At Becker’s Patient Experience + Marketing Virtual Forum, in a session sponsored by Optum and moderated by Optum senior strategist Danny Fell, a panel of consumer and marketing experts discussed implications of these changing consumer beliefs for providers. The panelists were:

● Jason Brown, CEO of BPD Advertising
● Steve Corso, vice president of strategy and business development at Optum
● Leslie Schatz, vice president of product at Optum

Four key takeaways:

1. Consumers bring all of their shopping experiences and expectations to healthcare, increasingly behaving as consumers. “Amazon has changed consumer behavior to a great degree,” Mr. Brown said. In a reversal, consumers now purchase first and discover the brand and build loyalty later.

This consumer trend is appearing within healthcare. For brick-and-mortar providers, such as urgent care, location is the primary factor affecting purchase decisions. For digital services, such as telehealth, search engine optimization is increasingly important.

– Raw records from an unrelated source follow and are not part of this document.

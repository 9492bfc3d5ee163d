//! Genotype boundary between the search engine and the fitness engine.
//!
//! ## Purpose
//!
//! This module defines `SubsetGenotype`, the view of an individual the fitness
//! engine consumes, and `SubsetSelection`, a ready-made implementation for
//! index-list and bit-mask genotypes.
//!
//! ## Design notes
//!
//! * **Borrowing**: Genotypes borrow the shared point set; evaluation never copies it.
//! * **No validation**: Subsets are validated by the engine, where an infeasible
//!   subset becomes a penalty instead of an error.

// External dependencies
use num_traits::Float;

// Internal dependencies
use crate::primitives::errors::RegressionError;
use crate::primitives::points::{Point, PointSet};

// ============================================================================
// Genotype Trait
// ============================================================================

/// An individual that selects a subset of points from a shared point set.
pub trait SubsetGenotype<T: Float> {
    /// The full point set the subset indexes into.
    fn all_points(&self) -> &PointSet<T>;

    /// Indices of the selected support points.
    fn chosen_indices(&self) -> &[usize];

    /// Dimension of the points (d).
    fn point_dimension(&self) -> usize {
        self.all_points().dimension()
    }

    /// The selected points, or `None` if any index is out of range.
    fn chosen_subset(&self) -> Option<Vec<&Point<T>>> {
        let points = self.all_points();
        self.chosen_indices()
            .iter()
            .map(|&i| points.get(i))
            .collect()
    }
}

// ============================================================================
// Subset Selection
// ============================================================================

/// Genotype holding an explicit list of point indices.
#[derive(Debug, Clone)]
pub struct SubsetSelection<'a, T> {
    points: &'a PointSet<T>,
    indices: Vec<usize>,
}

impl<'a, T: Float> SubsetSelection<'a, T> {
    /// Select points by index.
    pub fn new(points: &'a PointSet<T>, indices: Vec<usize>) -> Self {
        Self { points, indices }
    }

    /// Select the points whose mask bit is set.
    pub fn from_mask(points: &'a PointSet<T>, mask: &[bool]) -> Result<Self, RegressionError> {
        if mask.len() != points.len() {
            return Err(RegressionError::InvalidInput(format!(
                "mask has {} bits for {} points",
                mask.len(),
                points.len()
            )));
        }

        let indices = mask
            .iter()
            .enumerate()
            .filter_map(|(i, &bit)| bit.then_some(i))
            .collect();
        Ok(Self { points, indices })
    }
}

impl<T: Float> SubsetGenotype<T> for SubsetSelection<'_, T> {
    fn all_points(&self) -> &PointSet<T> {
        self.points
    }

    fn chosen_indices(&self) -> &[usize] {
        &self.indices
    }
}
//! Layer 3: Algorithms
//!
//! # Purpose
//!
//! This layer provides the subset-regression algorithms:
//! - Hyperplane fitting and residuals
//! - Robust loss functions (LTS, LMS, LQS, LQD, LTA, Pareto variants)
//! - Intercept correction passes
//!
//! # Architecture
//!
//! ```text
//! Layer 5: API
//!   ↓
//! Layer 4: Engine
//!   ↓
//! Layer 3: Algorithms ← You are here
//!   ↓
//! Layer 2: Math
//!   ↓
//! Layer 1: Primitives
//! ```

/// Hyperplane fitting.
pub mod hyperplane;

/// Robust loss functions.
pub mod loss;

/// Intercept correction.
pub mod adjust;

Similarly, patients increasingly expect their healthcare experience to match that of their retail interactions, which is a sea change in healthcare. Healthcare is “headed in a direction where the patient believes, ‘Make it easier for me or lose me,'” Mr. Corso said. Providers must focus on each stage of the patient journey and consider using modern communications and payment options. In this consumer-centric world, patients are increasingly willing to switch providers. Mr. Corso urged providers to “use your personal experience with the best retailers and challenge your practice to match that experience.”

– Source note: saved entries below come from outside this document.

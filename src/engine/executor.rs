//! Execution engine for subset-regression fitness evaluation.
//!
//! ## Purpose
//!
//! This module provides the executor that turns a genotype into a fitness. It
//! runs the evaluation pipeline once per call:
//!
//! ```text
//! Start → SubsetValidated → InitialFit → ResidualsComputed → [Adjusted] → Scored → Done
//!           └──────────→ Penalized (infeasible subset)
//! ```
//!
//! ## Design notes
//!
//! * **Pure**: An evaluation reads only the configuration and the genotype's point
//!   set, allocates its own buffers, and returns an owned result. Identical inputs
//!   give bit-identical outputs, and the executor is `Send + Sync`.
//! * **Injected adjust**: The intercept pass is chosen at construction, either as
//!   an `AdjustMethod` or as a custom pass function.
//! * **Error policy**: Infeasible or unresolvable subsets become the configured
//!   penalty; singular systems and invalid order indices propagate.
//!
//! ## Invariants
//!
//! * `d <= h <= n` for the configured quantile.
//! * A returned fitness is never NaN.
//!
//! ## Non-goals
//!
//! * This module does not validate configuration (handled by `validator` and the builder).
//! * This module does not cache results.

// External dependencies
use log::{debug, trace};

#[cfg(feature = "parallel")]
use rayon::prelude::*;

// Internal dependencies
use crate::algorithms::adjust::AdjustMethod;
use crate::algorithms::hyperplane::{Hyperplane, HyperplaneFit};
use crate::algorithms::loss::{Fitness, LossFunction};
use crate::engine::output::{Evaluation, EvaluationStage, FittedSnapshot};
use crate::engine::validator::Validator;
use crate::math::linalg::FloatLinalg;
use crate::primitives::errors::RegressionError;
use crate::primitives::genotype::SubsetGenotype;
use crate::primitives::points::{Point, PointSet};
use crate::primitives::residuals::ResidualSet;

// ============================================================================
// Custom Pass Types
// ============================================================================

/// Custom intercept-correction pass.
///
/// Receives the point set, the fitted hyperplane, its residuals and the quantile h.
/// Must leave `residuals` consistent with `hyperplane`.
pub type AdjustPassFn<T> = fn(
    &PointSet<T>,
    &mut Hyperplane<T>,
    &mut ResidualSet<T>,
    usize,
) -> Result<(), RegressionError>;

// ============================================================================
// Configuration
// ============================================================================

/// Resolved configuration of a fitness executor.
#[derive(Debug, Clone)]
pub struct FitnessConfig<T> {
    /// Loss used to score residuals.
    pub loss: LossFunction,

    /// Quantile h.
    pub quantile: usize,

    /// Intercept correction, if enabled.
    pub adjust: Option<AdjustMethod>,

    /// Fitness returned for infeasible genotypes.
    pub penalty: T,

    /// Number of points (n) the executor was built for.
    pub n_points: usize,

    /// Point dimension (d) the executor was built for.
    pub dimension: usize,

    /// Custom intercept pass; takes precedence over `adjust`.
    #[doc(hidden)]
    pub custom_adjust_pass: Option<AdjustPassFn<T>>,
}

// ============================================================================
// Executor
// ============================================================================

/// Runs the evaluation pipeline for one configuration.
#[derive(Debug, Clone)]
pub struct FitnessExecutor<T> {
    config: FitnessConfig<T>,
}

impl<T: FloatLinalg> FitnessExecutor<T> {
    /// Create an executor from a resolved configuration.
    pub fn new(config: FitnessConfig<T>) -> Self {
        debug!(
            "fitness executor: loss={:?} h={} n={} d={} adjust={:?}",
            config.loss, config.quantile, config.n_points, config.dimension, config.adjust
        );
        Self { config }
    }

    /// The executor's configuration.
    #[inline]
    pub fn config(&self) -> &FitnessConfig<T> {
        &self.config
    }

    /// Whether an intercept pass runs after the initial fit.
    #[inline]
    pub fn adjust_enabled(&self) -> bool {
        self.config.adjust.is_some() || self.config.custom_adjust_pass.is_some()
    }

    /// Evaluate one genotype.
    pub fn evaluate<G>(&self, genotype: &G) -> Result<Evaluation<T>, RegressionError>
    where
        G: SubsetGenotype<T> + ?Sized,
    {
        trace!("stage {:?}", EvaluationStage::Start);
        let points = genotype.all_points();
        Validator::validate_shape(points, self.config.n_points, self.config.dimension)?;

        let indices = genotype.chosen_indices();
        if let Err(err) =
            Validator::check_subset(indices, self.config.dimension, self.config.n_points)
        {
            debug!("penalizing genotype: {err}");
            return Ok(self.penalized());
        }

        let support = match genotype.chosen_subset() {
            Some(support) if support.len() == self.config.dimension => support,
            _ => {
                debug!("penalizing genotype: chosen subset does not resolve to d points");
                return Ok(self.penalized());
            }
        };
        trace!("stage {:?}", EvaluationStage::SubsetValidated);

        self.run_pipeline(points, &support)
    }

    /// Evaluate a slice of genotypes, preserving order.
    ///
    /// With the `parallel` feature the genotypes are spread over the rayon pool.
    #[cfg(feature = "parallel")]
    pub fn evaluate_many<G>(&self, genotypes: &[G]) -> Vec<Result<Evaluation<T>, RegressionError>>
    where
        G: SubsetGenotype<T> + Sync,
    {
        genotypes.par_iter().map(|g| self.evaluate(g)).collect()
    }

    /// Evaluate a slice of genotypes, preserving order.
    #[cfg(not(feature = "parallel"))]
    pub fn evaluate_many<G>(&self, genotypes: &[G]) -> Vec<Result<Evaluation<T>, RegressionError>>
    where
        G: SubsetGenotype<T>,
    {
        genotypes.iter().map(|g| self.evaluate(g)).collect()
    }

    /// The evaluation handed out for infeasible genotypes.
    pub fn penalized(&self) -> Evaluation<T> {
        let penalty = self.config.penalty;
        let fitness = if self.config.loss.is_multi_objective() {
            Fitness::Vector(vec![penalty; self.config.loss.objective_count()])
        } else {
            Fitness::Scalar(penalty)
        };
        Evaluation {
            fitness,
            stage: EvaluationStage::Penalized,
            snapshot: None,
        }
    }

    fn run_pipeline(
        &self,
        points: &PointSet<T>,
        support: &[&Point<T>],
    ) -> Result<Evaluation<T>, RegressionError> {
        let h = self.config.quantile;

        let mut hyperplane = HyperplaneFit::fit_from_support(support)?;
        trace!("stage {:?}", EvaluationStage::InitialFit);

        let mut residuals = HyperplaneFit::residuals_against(&hyperplane, points.points())?;
        trace!("stage {:?}", EvaluationStage::ResidualsComputed);

        if let Some(pass) = self.config.custom_adjust_pass {
            pass(points, &mut hyperplane, &mut residuals, h)?;
            trace!("stage {:?} (custom pass)", EvaluationStage::Adjusted);
        } else if let Some(method) = self.config.adjust {
            method.apply(points, &mut hyperplane, &mut residuals, h)?;
            trace!("stage {:?} ({:?})", EvaluationStage::Adjusted, method);
        }

        let fitness = self.config.loss.score(points, &residuals, h)?;
        trace!("stage {:?}", EvaluationStage::Scored);

        let chosen_indices = residuals
            .smallest_by_squared(h)
            .iter()
            .map(|e| e.index)
            .collect();
        let snapshot = FittedSnapshot {
            hyperplane: hyperplane.into_coefficients(),
            chosen_indices,
        };

        trace!("stage {:?}", EvaluationStage::Done);
        Ok(Evaluation {
            fitness,
            stage: EvaluationStage::Done,
            snapshot: Some(snapshot),
        })
    }
}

2. Consumers will punish healthcare providers for unwelcome surprises. Making payment easy and modern also means no surprises, underscored by the No Surprises Act, which prohibits balance billing of surprise medical bills. Although its initial applicability is largely limited to emergency care, it “raises the bar around setting patients’ expectations around cost, and how providers and payers will handle disputes,” Ms. Schatz said. This new law presents providers with an opportunity to think broadly about no surprises and price transparency. Improvements in this area dovetail with elements of an effective digital communications strategy as patients seek guidance in understanding their choices. As in other contexts, understanding patient preferences around communications is vital.

3. Growing interest in personalized, patient-centered care presents an opportunity to better address social determinants of health. As providers use technology to offer more personalized care, social determinants of health and health equity can be addressed. Improved provider understanding of patients can lead to better treatment and patient compliance. “Health equity really does intersect with knowing our patients. I propose that it’s not possible to personalize care without understanding a person’s social determinants,” Mr. Corso said. Technological tools that enable a more personalized approach, such as virtual visits and remote patient monitoring, enable providers to address underlying issues affecting patients’ health.

4. Leading healthcare brands can counter eroding loyalty by building affinity through purpose. After COVID, people are reevaluating relationships, including brand preferences. But consumers are more likely to be loyal to a business whose purpose is aligned to their preferences. Many healthcare purposes resonate with consumers. Truly and authentically building purpose into a brand means prioritizing the purpose throughout the organization and using it as a guide for operational decisions.